» **Stored data**
________
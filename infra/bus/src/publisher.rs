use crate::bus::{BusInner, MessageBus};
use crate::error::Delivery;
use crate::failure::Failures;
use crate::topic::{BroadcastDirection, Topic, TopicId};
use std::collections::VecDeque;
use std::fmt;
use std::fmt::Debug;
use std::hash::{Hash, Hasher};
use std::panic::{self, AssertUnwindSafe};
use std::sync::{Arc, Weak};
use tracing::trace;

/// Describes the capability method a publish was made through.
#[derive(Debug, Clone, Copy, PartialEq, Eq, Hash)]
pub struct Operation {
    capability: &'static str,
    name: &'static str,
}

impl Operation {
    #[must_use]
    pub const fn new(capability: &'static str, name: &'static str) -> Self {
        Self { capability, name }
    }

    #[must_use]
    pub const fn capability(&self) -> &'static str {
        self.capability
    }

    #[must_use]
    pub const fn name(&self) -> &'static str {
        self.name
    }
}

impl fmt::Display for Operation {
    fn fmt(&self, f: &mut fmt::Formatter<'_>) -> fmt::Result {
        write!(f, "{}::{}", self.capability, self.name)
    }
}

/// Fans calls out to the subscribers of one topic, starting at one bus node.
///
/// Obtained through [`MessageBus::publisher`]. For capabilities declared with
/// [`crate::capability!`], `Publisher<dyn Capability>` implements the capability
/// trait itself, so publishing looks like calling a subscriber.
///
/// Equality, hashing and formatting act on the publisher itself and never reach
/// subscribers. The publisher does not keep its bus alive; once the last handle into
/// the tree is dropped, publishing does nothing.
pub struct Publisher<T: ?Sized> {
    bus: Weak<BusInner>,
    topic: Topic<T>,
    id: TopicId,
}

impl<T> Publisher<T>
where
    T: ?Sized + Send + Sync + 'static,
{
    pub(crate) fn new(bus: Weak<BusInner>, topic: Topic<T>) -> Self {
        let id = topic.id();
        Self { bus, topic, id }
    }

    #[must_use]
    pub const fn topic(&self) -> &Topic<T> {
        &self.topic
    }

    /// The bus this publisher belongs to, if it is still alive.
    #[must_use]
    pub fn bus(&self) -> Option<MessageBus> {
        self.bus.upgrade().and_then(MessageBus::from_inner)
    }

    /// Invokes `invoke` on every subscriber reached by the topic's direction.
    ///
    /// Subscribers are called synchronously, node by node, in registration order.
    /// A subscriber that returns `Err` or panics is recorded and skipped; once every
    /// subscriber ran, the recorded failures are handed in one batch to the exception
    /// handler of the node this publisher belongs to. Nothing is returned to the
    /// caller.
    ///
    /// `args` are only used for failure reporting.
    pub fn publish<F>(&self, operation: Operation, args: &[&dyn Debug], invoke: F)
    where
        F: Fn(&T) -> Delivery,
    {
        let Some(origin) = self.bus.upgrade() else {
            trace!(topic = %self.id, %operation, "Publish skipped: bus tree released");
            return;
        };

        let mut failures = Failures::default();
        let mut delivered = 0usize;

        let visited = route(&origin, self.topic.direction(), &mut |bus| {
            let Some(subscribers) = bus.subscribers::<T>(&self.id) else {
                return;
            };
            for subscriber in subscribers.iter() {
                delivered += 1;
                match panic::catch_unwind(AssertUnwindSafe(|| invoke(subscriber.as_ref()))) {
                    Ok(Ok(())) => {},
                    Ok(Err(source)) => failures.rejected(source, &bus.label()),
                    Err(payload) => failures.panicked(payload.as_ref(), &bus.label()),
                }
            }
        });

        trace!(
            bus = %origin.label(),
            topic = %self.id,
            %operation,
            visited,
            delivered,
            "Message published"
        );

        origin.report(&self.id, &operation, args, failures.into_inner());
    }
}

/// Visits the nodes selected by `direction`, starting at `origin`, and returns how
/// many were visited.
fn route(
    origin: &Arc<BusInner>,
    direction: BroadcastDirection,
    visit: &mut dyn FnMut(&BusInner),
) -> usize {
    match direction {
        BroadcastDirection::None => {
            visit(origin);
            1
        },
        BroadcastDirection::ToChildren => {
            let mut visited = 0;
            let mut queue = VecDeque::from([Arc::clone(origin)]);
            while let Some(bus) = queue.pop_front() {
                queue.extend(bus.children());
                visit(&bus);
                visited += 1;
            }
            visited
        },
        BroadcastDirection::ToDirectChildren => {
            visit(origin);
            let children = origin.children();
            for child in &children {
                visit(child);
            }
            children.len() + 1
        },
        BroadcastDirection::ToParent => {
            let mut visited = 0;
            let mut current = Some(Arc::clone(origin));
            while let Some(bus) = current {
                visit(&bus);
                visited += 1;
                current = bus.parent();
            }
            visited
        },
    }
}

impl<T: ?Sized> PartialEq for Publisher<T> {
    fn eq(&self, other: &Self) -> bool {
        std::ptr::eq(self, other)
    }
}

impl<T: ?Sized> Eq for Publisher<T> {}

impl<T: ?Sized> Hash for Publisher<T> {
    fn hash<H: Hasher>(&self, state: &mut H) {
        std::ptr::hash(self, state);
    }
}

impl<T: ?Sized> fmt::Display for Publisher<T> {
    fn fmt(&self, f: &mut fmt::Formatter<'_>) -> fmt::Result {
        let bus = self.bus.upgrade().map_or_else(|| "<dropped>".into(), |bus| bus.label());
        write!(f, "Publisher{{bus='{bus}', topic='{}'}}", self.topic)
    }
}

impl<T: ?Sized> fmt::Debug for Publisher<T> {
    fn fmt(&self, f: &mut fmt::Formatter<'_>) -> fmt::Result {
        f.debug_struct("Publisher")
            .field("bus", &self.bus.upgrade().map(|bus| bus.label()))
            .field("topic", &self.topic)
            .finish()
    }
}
________
» **THE TASK**
Search the records for the word "static", then list every line that has it.

» **SOLUTION TO THE PROBLEM**
    capability: &'static str,
    name: &'static str,
    pub const fn new(capability: &'static str, name: &'static str) -> Self {
    pub const fn capability(&self) -> &'static str {
    pub const fn name(&self) -> &'static str {
    T: ?Sized + Send + Sync + 'static,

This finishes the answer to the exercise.